Por Emanuel Facello · Cozinha Centauro, Mendoza

9 junio, 2026

Sobre o processo criativo na gastronomia

Pergunto-me com frequência qual é o propósito do que fazemos. Não em abstrato — pergunto-me numa terça-feira às nove da noite, olhando para uma mesa onde alguém acabou de levar algo à boca e não consegue evitar fechar os olhos por um segundo. Esse segundo é a resposta sem resposta. Por isso continuo me perguntando.

O propósito é inovar, diz a teoria. Desenvolver um produto diferente. Certo. Agora a pergunta que importa: onde reside essa diferença?

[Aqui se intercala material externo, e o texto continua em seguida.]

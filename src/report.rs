//! Four-panel PNG sales report rendered with [`plotters`].
//!
//! Uses the bitmap backend so rendering works in headless environments.
//! Panel layout is fixed: top products (bar), daily revenue (line),
//! category share (pie), customer segments (bar).

use crate::analyzer::{SalesAnalyzer, DEFAULT_TOP_N, DEFAULT_WINDOW_DAYS};
use crate::error::{AnalyticsError, Result};
use crate::model::Segment;
use chrono::NaiveDate;
use plotters::prelude::*;
use std::path::Path;

const REPORT_SIZE: (u32, u32) = (1500, 1000);

const STEEL_BLUE: RGBColor = RGBColor(70, 130, 180);
const REVENUE_GREEN: RGBColor = RGBColor(46, 139, 87);

/// Bar colors matching the segment labels: bronze, silver, gold.
const SEGMENT_COLORS: [RGBColor; 3] = [
    RGBColor(205, 127, 50),
    RGBColor(192, 192, 192),
    RGBColor(255, 215, 0),
];

/// Slice palette for the category pie.
const PIE_COLORS: [RGBColor; 8] = [
    RGBColor(70, 130, 180),
    RGBColor(255, 159, 64),
    RGBColor(75, 192, 112),
    RGBColor(220, 95, 95),
    RGBColor(153, 102, 255),
    RGBColor(255, 205, 86),
    RGBColor(54, 162, 235),
    RGBColor(201, 121, 167),
];

/// Renders the full report image to `output_path`. Consumes the analyzer's
/// aggregate queries with their default parameters; any renderer failure
/// surfaces as an output error for the given path.
pub fn render_report(analyzer: &SalesAnalyzer, output_path: &Path) -> Result<()> {
    let top_products = analyzer.top_products(DEFAULT_TOP_N)?;
    let daily_revenue = analyzer.daily_revenue(DEFAULT_WINDOW_DAYS)?;
    let category_revenue = analyzer.category_revenue();
    let segment_counts = analyzer.segment_counts();

    draw_panels(
        &top_products,
        &daily_revenue,
        &category_revenue,
        &segment_counts,
        output_path,
    )
    .map_err(|reason| AnalyticsError::output(output_path, reason))
}

fn draw_panels(
    top_products: &[(String, u64)],
    daily_revenue: &[(NaiveDate, f64)],
    category_revenue: &[(String, f64)],
    segment_counts: &[(Segment, usize)],
    output_path: &Path,
) -> std::result::Result<(), String> {
    let root = BitMapBackend::new(output_path, REPORT_SIZE).into_drawing_area();
    root.fill(&WHITE).map_err(|e| e.to_string())?;

    let panels = root.split_evenly((2, 2));
    draw_top_products(&panels[0], top_products)?;
    draw_daily_revenue(&panels[1], daily_revenue)?;
    draw_category_pie(&panels[2], category_revenue)?;
    draw_segment_counts(&panels[3], segment_counts)?;

    root.present().map_err(|e| e.to_string())?;
    Ok(())
}

fn draw_top_products<DB: DrawingBackend>(
    area: &DrawingArea<DB, plotters::coord::Shift>,
    top_products: &[(String, u64)],
) -> std::result::Result<(), String> {
    let names: Vec<String> = top_products.iter().map(|(p, _)| p.clone()).collect();
    let max_quantity = top_products.iter().map(|(_, q)| *q).max().unwrap_or(1) as f64;

    let mut chart = ChartBuilder::on(area)
        .caption("Top Products by Quantity", ("sans-serif", 28))
        .margin(15)
        .x_label_area_size(50)
        .y_label_area_size(60)
        .build_cartesian_2d(0f64..top_products.len() as f64, 0f64..max_quantity * 1.1)
        .map_err(|e| e.to_string())?;

    chart
        .configure_mesh()
        .disable_x_mesh()
        .x_labels(top_products.len())
        .x_label_formatter(&|x| {
            // center-of-bar positions carry the product names
            names
                .get(x.floor() as usize)
                .cloned()
                .unwrap_or_default()
        })
        .y_desc("Quantity Sold")
        .label_style(("sans-serif", 16))
        .draw()
        .map_err(|e| e.to_string())?;

    chart
        .draw_series(top_products.iter().enumerate().map(|(i, (_, quantity))| {
            Rectangle::new(
                [(i as f64 + 0.15, 0.0), (i as f64 + 0.85, *quantity as f64)],
                STEEL_BLUE.filled(),
            )
        }))
        .map_err(|e| e.to_string())?;

    Ok(())
}

fn draw_daily_revenue<DB: DrawingBackend>(
    area: &DrawingArea<DB, plotters::coord::Shift>,
    daily_revenue: &[(NaiveDate, f64)],
) -> std::result::Result<(), String> {
    let dates: Vec<NaiveDate> = daily_revenue.iter().map(|(d, _)| *d).collect();
    let max_revenue = daily_revenue
        .iter()
        .map(|(_, r)| *r)
        .fold(0.0f64, f64::max)
        .max(1.0);
    let x_max = (daily_revenue.len().saturating_sub(1)).max(1) as f64;

    let mut chart = ChartBuilder::on(area)
        .caption(
            format!("Daily Revenue (Last {DEFAULT_WINDOW_DAYS} Days)"),
            ("sans-serif", 28),
        )
        .margin(15)
        .x_label_area_size(50)
        .y_label_area_size(80)
        .build_cartesian_2d(0f64..x_max, 0f64..max_revenue * 1.1)
        .map_err(|e| e.to_string())?;

    chart
        .configure_mesh()
        .x_labels(daily_revenue.len().clamp(2, 10))
        .x_label_formatter(&|x| {
            dates
                .get(x.round() as usize)
                .map(|d| d.format("%m-%d").to_string())
                .unwrap_or_default()
        })
        .y_desc("Revenue")
        .label_style(("sans-serif", 16))
        .draw()
        .map_err(|e| e.to_string())?;

    if !daily_revenue.is_empty() {
        chart
            .draw_series(LineSeries::new(
                daily_revenue
                    .iter()
                    .enumerate()
                    .map(|(i, (_, revenue))| (i as f64, *revenue)),
                REVENUE_GREEN.stroke_width(2),
            ))
            .map_err(|e| e.to_string())?;
    }

    Ok(())
}

fn draw_category_pie<DB: DrawingBackend>(
    area: &DrawingArea<DB, plotters::coord::Shift>,
    category_revenue: &[(String, f64)],
) -> std::result::Result<(), String> {
    let area = area
        .titled("Sales by Category", ("sans-serif", 28))
        .map_err(|e| e.to_string())?;

    let sizes: Vec<f64> = category_revenue.iter().map(|(_, total)| *total).collect();
    let labels: Vec<String> = category_revenue.iter().map(|(c, _)| c.clone()).collect();
    let colors: Vec<RGBColor> = (0..sizes.len())
        .map(|i| PIE_COLORS[i % PIE_COLORS.len()])
        .collect();

    let (width, height) = area.dim_in_pixel();
    let center = (width as i32 / 2, height as i32 / 2);
    let radius = (width.min(height) as f64) * 0.32;

    let mut pie = Pie::new(&center, &radius, &sizes, &colors, &labels);
    pie.percentages(("sans-serif", 16).into_font());
    pie.label_style(("sans-serif", 18).into_font());
    area.draw(&pie).map_err(|e| e.to_string())?;

    Ok(())
}

fn draw_segment_counts<DB: DrawingBackend>(
    area: &DrawingArea<DB, plotters::coord::Shift>,
    segment_counts: &[(Segment, usize)],
) -> std::result::Result<(), String> {
    let max_count = segment_counts
        .iter()
        .map(|(_, c)| *c)
        .max()
        .unwrap_or(1)
        .max(1) as f64;

    let mut chart = ChartBuilder::on(area)
        .caption("Customer Segments", ("sans-serif", 28))
        .margin(15)
        .x_label_area_size(50)
        .y_label_area_size(60)
        .build_cartesian_2d(0f64..segment_counts.len() as f64, 0f64..max_count * 1.1)
        .map_err(|e| e.to_string())?;

    chart
        .configure_mesh()
        .disable_x_mesh()
        .x_labels(segment_counts.len())
        .x_label_formatter(&|x| {
            segment_counts
                .get(x.floor() as usize)
                .map(|(segment, _)| segment.label().to_string())
                .unwrap_or_default()
        })
        .y_desc("Number of Customers")
        .label_style(("sans-serif", 16))
        .draw()
        .map_err(|e| e.to_string())?;

    chart
        .draw_series(
            segment_counts
                .iter()
                .enumerate()
                .map(|(i, (segment, count))| {
                    let color = SEGMENT_COLORS[*segment as usize];
                    Rectangle::new(
                        [(i as f64 + 0.15, 0.0), (i as f64 + 0.85, *count as f64)],
                        color.filled(),
                    )
                }),
        )
        .map_err(|e| e.to_string())?;

    Ok(())
}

Qualquer pessoa que tenha dedicado dois segundos a qualquer ato criativo sabe que toda criação não é mais do que um cruzamento, uma intersecção de variáveis que nos atravessam — o que lemos ou acreditamos ter lido, o que comemos ou acreditamos ter comido, as placas de publicidade que mudam no conto de Borges, a composição química das pessoas que compõem a equipe, seus estados de humor, sempre tão frágeis, tão perecíveis, tão fugaces, tão esquivos, tão próximos, tão distantes.

Um prato não é feito por um chef.

É feito por um conjunto de influências que esse chef processa sem perceber, muitas vezes sem conseguir nomeá-las, sem conseguir vê-las, sem conseguir se aproximar com clareza dessa influência vertiginosa.

E aí está a fresta por onde emerge certo grau de luz: no universo gastronômico não se reflete muito sobre o processo criativo. Fica cifrado no cérebro dos chefs, hermético, impenetrável. Cada um faz seu caminho, encontra certa intertextualidade entre técnica e memória e produto, mas raramente se desprende desse processo uma reflexão sobre o processo em si. Como se da ideia até sua execução só existisse uma cadeia de emoções que ninguém nomeia, que viajam diretamente até sua definição final: o prato.

O que diferencia a gastronomia de qualquer outra forma de criação é que a obra nunca termina.

Um músico grava um disco e o lança ao mundo. Um pintor assina a tela e vai embora. Na gastronomia, uma vez finalizado o menu, é preciso executá-lo todas as noites. É um teatro onde todas as noites há que prestar prova. Isso é exaustivo e é lindo ao mesmo tempo — porque obriga a encontrar a melhoria dentro da repetição, a buscar a faísca dentro do conhecido, a que o corpo aprenda o que a cabeça projetou e o supere.

Isso nos aproxima do mundo da arte? Talvez não de todo. Continuamos sendo uma empresa que precisa alcançar seus graus de maturidade no mundo das empresas. Mas a inovação precisa que esses processos criativos sejam rigorosos, exigentes, cheios de frustração e alegria ao mesmo tempo. Que a projeção do que a equipe cria encontre conexão real com a pessoa que vem se sentar.

A ideia é uma só: que ao entrar na boca do comensal, seu cérebro se inunde de faíscas loucas. Todo o resto — a técnica, a harmonização, o serviço, a economia dos movimentos — é o caminho em direção a esse segundo em que alguém fecha os olhos e some por um instante deste mundo.